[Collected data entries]
· · · · ·
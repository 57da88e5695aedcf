//! Score statistics of a scoring view
//!
//! Statistics are always recomputed from scratch: every document is
//! queried against the whole corpus, its self-match dropped, and all
//! remaining scores pooled into one population.

use std::collections::BTreeMap;
use std::sync::atomic::{AtomicUsize, Ordering};

use rayon::prelude::*;
use tracing::{debug, info};

use neurosim_core::{
    last_segment, Entity, EntityBody, EntityFilter, EntityRef, EntityStore, EntityType,
    Generation, ScoringIndex, SimilarityFormula, SimilarityResult, Statistic,
};

use crate::agents;
use crate::fetch::fetch_one;
use crate::persist::{persist_batch, PersistAction};

/// Type recorded for aggregated scoring views in statistic derivations
pub const AGGREGATED_VIEW_TYPE: &str = "AggregateElasticSearchView";

const PROGRESS_EVERY: usize = 100;

/// Pools neighbor scores into a [`Statistic`]
#[derive(Debug, Clone, Copy)]
pub struct StatisticsAggregator {
    formula: SimilarityFormula,
}

impl StatisticsAggregator {
    /// Aggregator scoring under `formula`
    pub fn new(formula: SimilarityFormula) -> Self {
        StatisticsAggregator { formula }
    }

    /// Statistic of every non-self score in `index`
    ///
    /// With `boosting`, each score of a query document is multiplied by
    /// that document's factor (1 when it has none).
    pub fn compute(
        &self,
        index: &dyn ScoringIndex,
        boosting: Option<&BTreeMap<String, f64>>,
    ) -> SimilarityResult<Statistic> {
        let documents = index.documents()?;
        let size = documents.len();
        info!(
            target: "neurosim::stats",
            count = size,
            formula = %self.formula,
            boosted = boosting.is_some(),
            "Computing statistics"
        );

        let done = AtomicUsize::new(0);
        let per_document: Vec<Vec<f64>> = documents
            .par_iter()
            .map(|doc| -> SimilarityResult<Vec<f64>> {
                let factor = boosting
                    .and_then(|b| b.get(&doc.id).copied())
                    .unwrap_or(1.0);
                let scores: Vec<f64> = index
                    .query(&doc.vector, self.formula, size)?
                    .into_iter()
                    .filter(|n| n.id != doc.id)
                    .map(|n| n.score * factor)
                    .collect();

                let n = done.fetch_add(1, Ordering::Relaxed) + 1;
                if n % PROGRESS_EVERY == 0 {
                    debug!(target: "neurosim::stats", done = n, total = size, "Scored documents");
                }
                Ok(scores)
            })
            .collect::<SimilarityResult<_>>()?;

        let scores: Vec<f64> = per_document.into_iter().flatten().collect();
        let statistic = Statistic::from_scores(&scores);
        info!(
            target: "neurosim::stats",
            count = statistic.count,
            min = statistic.min,
            max = statistic.max,
            mean = statistic.mean,
            std = statistic.std,
            "Computed statistics"
        );
        Ok(statistic)
    }
}

fn stats_name(view_id: &str, boosted: bool) -> String {
    let kind = if boosted { "Boosted" } else { "Non-boosted" };
    format!("{} statistics of view {}", kind, last_segment(view_id))
}

/// Create-or-update the statistic of `view_id`, tag it, and return its id
///
/// Boosted and non-boosted statistics of one view are separate entities.
pub fn register_stats(
    store: &dyn EntityStore,
    view_id: &str,
    statistic: &Statistic,
    formula: SimilarityFormula,
    tag: &str,
    boosted: bool,
) -> SimilarityResult<String> {
    let filter = EntityFilter::of_type(EntityType::ElasticSearchViewStatistics)
        .boosted(boosted)
        .derived_from(view_id)
        .active();
    let body = EntityBody::Statistics {
        boosted,
        formula,
        series: statistic.to_series(),
    };
    let derivation = vec![EntityRef::latest(view_id, AGGREGATED_VIEW_TYPE)];

    let (mut batch, action) = match fetch_one(store, &filter, "statistic")? {
        Some(mut existing) => {
            existing.body = body;
            existing.derivation = derivation;
            (vec![existing], PersistAction::Update)
        }
        None => {
            let mut entity = Entity::new(
                store.bucket().mint_id(),
                EntityType::ElasticSearchViewStatistics.as_str(),
                body,
            )
            .with_name(stats_name(view_id, boosted));
            entity.derivation = derivation;
            entity.generation = Some(Generation {
                used: Vec::new(),
                was_associated_with: agents::was_associated_with(false),
            });
            (vec![entity], PersistAction::Create)
        }
    };

    persist_batch(store, &mut batch, action, Some(tag), "statistics")?;
    Ok(batch.swap_remove(0).id)
}

/// Read a registered statistic back by id
pub fn fetch_stats(store: &dyn EntityStore, id: &str) -> SimilarityResult<Option<Statistic>> {
    match store.retrieve(id, None)? {
        Some(entity) => Ok(Some(Statistic::from_entity(&entity)?)),
        None => Ok(None),
    }
}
· · · · ·
YOUR INSTRUCTIONS: Line count for the string "const": please say how many lines in the entries above contain it, with no other words.

OUTPUT OF THE TASK: 2